Q Thank you, Mr. President. Following up on Major's question, some republicans on Capitol Hill -- John McCain and Lindsey Graham, for example -- have said that up to this point, your response on Iran has been timid and weak. Today, it sounded a lot stronger. It sounded like the kind of speech John McCain has been urging you to give, saying that those who stand up for justice are always on the right side of history, referring to an iron fist in Iran -- "deplore," "appalled," "outraged." Were you influenced at all by John McCain and Lindsey Graham accusing you of being timid and weak?

THE PRESIDENT: What do you think? (Laughter.) Look, the -- I think John McCain has genuine passion about many of these international issues, and I think that all of us share a belief that we want justice to prevail.
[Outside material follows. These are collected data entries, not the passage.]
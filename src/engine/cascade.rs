//! Selection cascade: a toggle flows down to descendants, then up through
//! every materialized ancestor.
//!
//! Propagation is explicit and two-phase. Nothing here listens to widget
//! events; callers get a [`ChangeSet`] describing what the view must redraw.

use std::path::{Path, PathBuf};

use crate::engine::tree::Materialization;
use crate::engine::Engine;
use crate::error::OpError;
use crate::fs::entry::{EntryKind, FsEntry, PathKey};
use crate::fs::gateway::OpResult;

/// Plain click vs modifier click.
#[derive(Debug, Clone, Copy, PartialEq, Eq)]
pub enum ToggleMode {
    /// Direct file children of a directory only.
    Shallow,
    /// Every descendant on disk, files and directories, ignoring the filter.
    Deep,
}

/// One observable effect of an engine operation.
#[derive(Debug, Clone, PartialEq, Eq)]
pub enum Change {
    Checked { path: PathBuf, checked: bool },
    Expanded { path: PathBuf, expanded: bool },
    Materialized { path: PathBuf },
    Removed { path: PathBuf },
    Reloaded,
}

/// Ordered log of changes produced by one public operation.
#[derive(Debug, Clone, Default, PartialEq, Eq)]
pub struct ChangeSet {
    changes: Vec<Change>,
}

impl ChangeSet {
    pub fn push(&mut self, change: Change) {
        self.changes.push(change);
    }

    pub fn iter(&self) -> impl Iterator<Item = &Change> {
        self.changes.iter()
    }

    pub fn len(&self) -> usize {
        self.changes.len()
    }

    pub fn is_empty(&self) -> bool {
        self.changes.is_empty()
    }

    /// Final checkbox value of every path whose flag flipped.
    pub fn checked_updates(&self) -> Vec<(PathBuf, bool)> {
        let mut out: Vec<(PathBuf, bool)> = Vec::new();
        for change in &self.changes {
            if let Change::Checked { path, checked } = change {
                match out.iter_mut().find(|(p, _)| p == path) {
                    Some(slot) => slot.1 = *checked,
                    None => out.push((path.clone(), *checked)),
                }
            }
        }
        out
    }
}

/// The one open unit of work. Every internal step that mutates engine state
/// takes `&mut Txn`, so changes are only ever recorded inside an operation.
#[derive(Debug, Default)]
pub(crate) struct Txn {
    changes: ChangeSet,
}

impl Txn {
    pub(crate) fn new() -> Self {
        Self::default()
    }

    pub(crate) fn record(&mut self, change: Change) {
        self.changes.push(change);
    }

    pub(crate) fn finish(self) -> ChangeSet {
        self.changes
    }
}

/// What a directory toggle collected before changing anything.
#[derive(Debug, Default)]
struct Gathered {
    touched: Vec<FsEntry>,
    listing: Option<Vec<FsEntry>>,
}

impl Engine {
    /// Set `path`'s selection to `target` and cascade per `mode`.
    ///
    /// `path` must be materialized and interactive.
    pub fn toggle(&mut self, path: &Path, target: bool, mode: ToggleMode) -> OpResult<ChangeSet> {
        let key = PathKey::new(path);
        let node = self
            .tree
            .get(&key)
            .ok_or_else(|| OpError::NotFound(path.to_path_buf()))?;
        if !node.is_interactive() {
            return Err(OpError::AccessDenied(path.to_path_buf()));
        }
        let entry = node.entry.clone();

        // Gather first so a failing disk walk leaves state untouched.
        let Gathered {
            mut touched,
            listing,
        } = match entry.kind {
            EntryKind::Directory => self.descendants_for(&entry, mode)?,
            EntryKind::File => Gathered::default(),
        };

        let mut txn = Txn::new();
        for child in &touched {
            self.selection.set(child, target);
        }
        // An unloaded directory takes the membership its children give it,
        // so materializing it later changes nothing.
        let own = match &listing {
            Some(children) => {
                target
                    && !children.is_empty()
                    && children.iter().all(|c| self.selection.contains(c.key()))
            }
            None => target,
        };
        self.selection.set(&entry, own);

        // Deepest first, so a directory sees its children's final state.
        touched.sort_by_key(|e| std::cmp::Reverse(e.path.components().count()));
        for child in &touched {
            if self.tree.contains(child.key()) {
                self.sync_flag(&mut txn, child.key());
            }
        }
        self.sync_flag(&mut txn, &key);
        self.propagate_up(&mut txn, &key);

        tracing::debug!(
            path = %path.display(),
            target,
            ?mode,
            touched = touched.len(),
            "selection toggled"
        );
        Ok(txn.finish())
    }

    /// Flip the current state of `path`.
    pub fn toggle_path(&mut self, path: &Path, mode: ToggleMode) -> OpResult<ChangeSet> {
        let target = !self.is_checked(path);
        self.toggle(path, target, mode)
    }

    /// Entries a directory toggle touches below `dir`, plus the visible
    /// listing of `dir` when it is not loaded.
    fn descendants_for(&self, dir: &FsEntry, mode: ToggleMode) -> OpResult<Gathered> {
        let loaded = self
            .tree
            .get(dir.key())
            .filter(|n| n.state == Materialization::Loaded);
        let listing = match loaded {
            Some(_) => None,
            None => Some(self.gateway.list_children(&dir.path, Some(&self.filters))?),
        };
        let touched = match mode {
            ToggleMode::Deep => {
                let mut out = Vec::new();
                self.gateway.walk(&dir.path, &mut |e| out.push(e.clone()))?;
                out
            }
            ToggleMode::Shallow => {
                let children = match (loaded, &listing) {
                    (Some(node), _) => node.children.iter().map(|c| c.entry.clone()).collect(),
                    (None, Some(listed)) => listed.clone(),
                    (None, None) => Vec::new(),
                };
                children.into_iter().filter(|e| !e.is_dir()).collect()
            }
        };
        Ok(Gathered { touched, listing })
    }

    /// Recompute one node's checkbox from the selection.
    ///
    /// A loaded directory is checked iff it has visible children and all of
    /// them are selected; its own membership is brought in line. A denied
    /// directory has no visible children and is never checked. Anything else
    /// mirrors its membership.
    pub(crate) fn sync_flag(&mut self, txn: &mut Txn, key: &PathKey) {
        let Some(node) = self.tree.get(key) else {
            return;
        };
        let entry = node.entry.clone();
        let checked = match (node.is_dir(), node.state) {
            (true, Materialization::Loaded) => node.all_children_selected(&self.selection),
            (true, Materialization::Denied) => false,
            _ => self.selection.contains(key),
        };
        if entry.is_dir() {
            self.selection.set(&entry, checked);
        }
        if let Some(node) = self.tree.get_mut(key) {
            if node.checked != checked {
                node.checked = checked;
                txn.record(Change::Checked {
                    path: entry.path,
                    checked,
                });
            }
        }
    }

    /// Re-derive every materialized ancestor of `key`, nearest first.
    ///
    /// Keeps going to the top even when a level does not change, because
    /// a sibling elsewhere may still flip the next level.
    pub(crate) fn propagate_up(&mut self, txn: &mut Txn, key: &PathKey) {
        let mut current = self.tree.get(key).and_then(|n| n.parent.clone());
        while let Some(ancestor) = current {
            self.sync_flag(txn, &ancestor);
            current = self.tree.get(&ancestor).and_then(|n| n.parent.clone());
        }
    }
}
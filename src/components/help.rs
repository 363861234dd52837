use ratatui::{
    buffer::Buffer,
    layout::Rect,
    style::{Color, Modifier, Style},
    text::{Line, Span},
    widgets::{Block, Borders, Clear, Widget},
};

/// (section, [(keys, action)]).
const SECTIONS: &[(&str, &[(&str, &str)])] = &[
    (
        "Tree",
        &[
            ("j / ↓, k / ↑", "Move down / up"),
            ("g / G", "Jump to first / last"),
            ("l / → / Enter", "Expand folder"),
            ("h / ←", "Collapse, or go to parent"),
            ("Space", "Toggle entry (folder: its files)"),
            ("a", "Toggle folder with everything below"),
            ("F5", "Refresh the current folder"),
            ("R", "Reload the whole tree"),
        ],
    ),
    (
        "Files",
        &[
            ("y / x", "Copy / cut selection"),
            ("p", "Paste into focused folder"),
            ("d", "Delete selection"),
            ("r", "Rename focused entry"),
            ("Esc", "Clear clipboard"),
        ],
    ),
    (
        "Filter panel",
        &[
            ("Tab", "Switch between tree and filter"),
            ("Space / Enter", "Show or hide an extension"),
        ],
    ),
    ("General", &[("?", "Toggle this help"), ("q / Ctrl+C", "Quit")]),
];

/// Modal key reference.
pub struct HelpOverlay;

impl HelpOverlay {
    fn lines() -> Vec<Line<'static>> {
        let heading = Style::default()
            .fg(Color::Cyan)
            .add_modifier(Modifier::BOLD);
        let key_style = Style::default()
            .fg(Color::Yellow)
            .add_modifier(Modifier::BOLD);
        let mut lines = Vec::new();
        for (section, keys) in SECTIONS {
            lines.push(Line::from(Span::styled(format!("── {} ", section), heading)));
            for (key, action) in keys.iter() {
                lines.push(Line::from(vec![
                    Span::styled(format!("  {:<18}", key), key_style),
                    Span::raw(*action),
                ]));
            }
            lines.push(Line::from(""));
        }
        lines.push(Line::from(Span::styled(
            " Press ? or Esc to close ",
            Style::default().fg(Color::DarkGray),
        )));
        lines
    }
}

impl Widget for HelpOverlay {
    fn render(self, area: Rect, buf: &mut Buffer) {
        let width = 60.min(area.width);
        let height = 30.min(area.height);
        let rect = Rect::new(
            area.x + area.width.saturating_sub(width) / 2,
            area.y + area.height.saturating_sub(height) / 2,
            width,
            height,
        );
        Clear.render(rect, buf);
        let block = Block::default()
            .title(" Help ")
            .borders(Borders::ALL)
            .border_style(Style::default().fg(Color::Cyan));
        let inner = block.inner(rect);
        block.render(rect, buf);

        for (i, line) in Self::lines().iter().take(inner.height as usize).enumerate() {
            buf.set_line(
                inner.x + 1,
                inner.y + i as u16,
                line,
                inner.width.saturating_sub(2),
            );
        }
    }
}
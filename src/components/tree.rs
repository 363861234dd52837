use ratatui::{
    buffer::Buffer,
    layout::Rect,
    style::{Color, Modifier, Style},
    text::{Line, Span},
    widgets::{Block, Widget},
};

use crate::engine::tree::{Materialization, Row};
use crate::fs::clipboard::Clipboard;

/// Tree pane: one line per visible node with connector lines and a checkbox.
pub struct TreeWidget<'a> {
    rows: &'a [Row],
    cursor: usize,
    scroll_offset: usize,
    focused: bool,
    clipboard: Option<&'a Clipboard>,
    block: Option<Block<'a>>,
}

impl<'a> TreeWidget<'a> {
    pub fn new(rows: &'a [Row], cursor: usize, scroll_offset: usize) -> Self {
        Self {
            rows,
            cursor,
            scroll_offset,
            focused: true,
            clipboard: None,
            block: None,
        }
    }

    pub fn focused(mut self, focused: bool) -> Self {
        self.focused = focused;
        self
    }

    /// Entries on the clipboard are drawn with a marker.
    pub fn clipboard(mut self, clipboard: &'a Clipboard) -> Self {
        self.clipboard = Some(clipboard);
        self
    }

    pub fn block(mut self, block: Block<'a>) -> Self {
        self.block = Some(block);
        self
    }

    /// Connector prefix for the row at `index`.
    ///
    /// Each ancestor level draws a continuation line unless that ancestor
    /// was the last of its siblings.
    fn build_prefix(rows: &[Row], index: usize) -> String {
        let row = &rows[index];
        if row.depth == 0 {
            return String::new();
        }
        let mut prefix = String::new();
        for d in 1..row.depth {
            let ancestor_is_last = rows[..index]
                .iter()
                .rev()
                .take_while(|r| r.depth >= d)
                .find(|r| r.depth == d)
                .map(|r| r.is_last_sibling)
                .unwrap_or(false);
            prefix.push_str(if ancestor_is_last { "   " } else { "│  " });
        }
        prefix.push_str(if row.is_last_sibling { "└──" } else { "├──" });
        prefix
    }

    fn checkbox(row: &Row) -> &'static str {
        match (row.state, row.checked) {
            (Materialization::Denied, _) => "[!] ",
            (_, true) => "[x] ",
            (_, false) => "[ ] ",
        }
    }

    fn indicator(row: &Row) -> &'static str {
        if !row.entry.is_dir() {
            ""
        } else if row.expanded {
            "▾ "
        } else {
            "▸ "
        }
    }
}

impl<'a> Widget for TreeWidget<'a> {
    fn render(self, area: Rect, buf: &mut Buffer) {
        let inner = match &self.block {
            Some(block) => {
                let inner = block.inner(area);
                block.clone().render(area, buf);
                inner
            }
            None => area,
        };

        let visible_height = inner.height as usize;
        if self.rows.is_empty() || visible_height == 0 {
            return;
        }

        let visible = self
            .rows
            .iter()
            .enumerate()
            .skip(self.scroll_offset)
            .take(visible_height);

        for (i, (idx, row)) in visible.enumerate() {
            let y = inner.y + i as u16;

            let on_clipboard = self
                .clipboard
                .map(|c| c.entries().iter().any(|e| e.key() == row.entry.key()))
                .unwrap_or(false);

            let mut style = if row.state == Materialization::Denied {
                Style::default().fg(Color::Red).add_modifier(Modifier::DIM)
            } else if row.entry.is_dir() {
                Style::default()
                    .fg(Color::Blue)
                    .add_modifier(Modifier::BOLD)
            } else {
                Style::default().fg(Color::White)
            };
            if row.checked {
                style = style.fg(Color::Green);
            }
            if on_clipboard {
                style = style.add_modifier(Modifier::ITALIC);
            }
            if idx == self.cursor {
                let bg = if self.focused {
                    Color::DarkGray
                } else {
                    Color::Black
                };
                style = style.bg(bg).add_modifier(Modifier::BOLD);
            }

            let marker = match (on_clipboard, self.clipboard.map(|c| c.is_cut())) {
                (true, Some(true)) => "✂ ",
                (true, _) => "⧉ ",
                _ => "",
            };
            let text = format!(
                "{}{}{}{}{}",
                Self::build_prefix(self.rows, idx),
                Self::checkbox(row),
                Self::indicator(row),
                marker,
                row.entry.name
            );
            let line = Line::from(Span::styled(text, style));
            buf.set_line(inner.x, y, &line, inner.width);
        }
    }
}

#[cfg(test)]
mod tests {
    use super::*;
    use crate::fs::entry::FsEntry;
    use std::path::Path;

    fn row(path: &str, depth: usize, last: bool, checked: bool) -> Row {
        let path = Path::new(path);
        let entry = if path.extension().is_some() {
            FsEntry::file(path)
        } else {
            FsEntry::dir(path)
        };
        Row {
            entry,
            depth,
            expanded: depth == 0,
            checked,
            state: Materialization::Loaded,
            is_last_sibling: last,
        }
    }

    fn line(buf: &Buffer, y: u16, width: u16) -> String {
        (0..width)
            .map(|x| buf.cell((x, y)).unwrap().symbol().to_string())
            .collect()
    }

    #[test]
    fn renders_checkboxes_and_connectors() {
        let rows = vec![
            row("/p", 0, true, false),
            row("/p/src", 1, false, false),
            row("/p/a.rs", 1, true, true),
        ];
        let area = Rect::new(0, 0, 30, 3);
        let mut buf = Buffer::empty(area);
        TreeWidget::new(&rows, 0, 0).render(area, &mut buf);

        assert!(line(&buf, 0, 30).starts_with("[ ] ▾ p"));
        assert!(line(&buf, 1, 30).starts_with("├──[ ] ▸ src"));
        assert!(line(&buf, 2, 30).starts_with("└──[x] a.rs"));
    }

    #[test]
    fn denied_rows_show_bang() {
        let mut denied = row("/p/locked", 1, true, false);
        denied.state = Materialization::Denied;
        let rows = vec![row("/p", 0, true, false), denied];
        let area = Rect::new(0, 0, 30, 2);
        let mut buf = Buffer::empty(area);
        TreeWidget::new(&rows, 0, 0).render(area, &mut buf);
        assert!(line(&buf, 1, 30).contains("[!]"));
    }

    #[test]
    fn nested_prefix_continues_open_levels() {
        let rows = vec![
            row("/p", 0, true, false),
            row("/p/a", 1, false, false),
            row("/p/a/x.md", 2, true, false),
            row("/p/b", 1, true, false),
        ];
        assert_eq!(TreeWidget::build_prefix(&rows, 2), "│  └──");
        assert_eq!(TreeWidget::build_prefix(&rows, 3), "└──");
    }

    #[test]
    fn scroll_offset_skips_rows() {
        let rows = vec![
            row("/p", 0, true, false),
            row("/p/a.md", 1, false, false),
            row("/p/b.md", 1, true, false),
        ];
        let area = Rect::new(0, 0, 20, 1);
        let mut buf = Buffer::empty(area);
        TreeWidget::new(&rows, 2, 2).render(area, &mut buf);
        assert!(line(&buf, 0, 20).contains("b.md"));
    }
}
But only I'm the President of the United States, and I've got responsibilities in making certain that we are continually advancing our national security interests and that we are not used as a tool to be exploited by other countries.

I mean, you guys must have seen the reports. They've got some of the comments that I've made being mistranslated in Iran, suggesting that I'm telling rioters to go out and riot some more. There are reports suggesting that the CIA is behind all this -- all of which are patently false. But it gives you a sense of the narrative that the Iranian government would love to play into. So the -- members of Congress, they've got their constitutional duties, and I'm sure they will carry them out in the way that they think is appropriate. I'm President of the United States, and I'll carry out my duties as I think are appropriate. All right?

Q By speaking so strongly today, aren't you giving the leadership in Iran the fodder to make those arguments that it is about the United States?

THE PRESIDENT: Look, I mean, I think that -- we can parse this as much as we want. I think if you look at the statements that I've made, they've been very consistent. I just made a statement on Saturday in which we said we deplore the violence. And so I think that in the hothouse of Washington, there may be all kinds of stuff going back and forth in terms of Republican critics versus the administration. That's not what is relevant to the Iranian people. What's relevant to them right now is, are they going to have their voices heard?

And, frankly, a lot of them aren't paying a lot of attention to what's being said on Capitol Hill, and probably aren't spending a lot of time thinking about what's being said here. They're trying to figure out how can they make sure justice is served in Iran.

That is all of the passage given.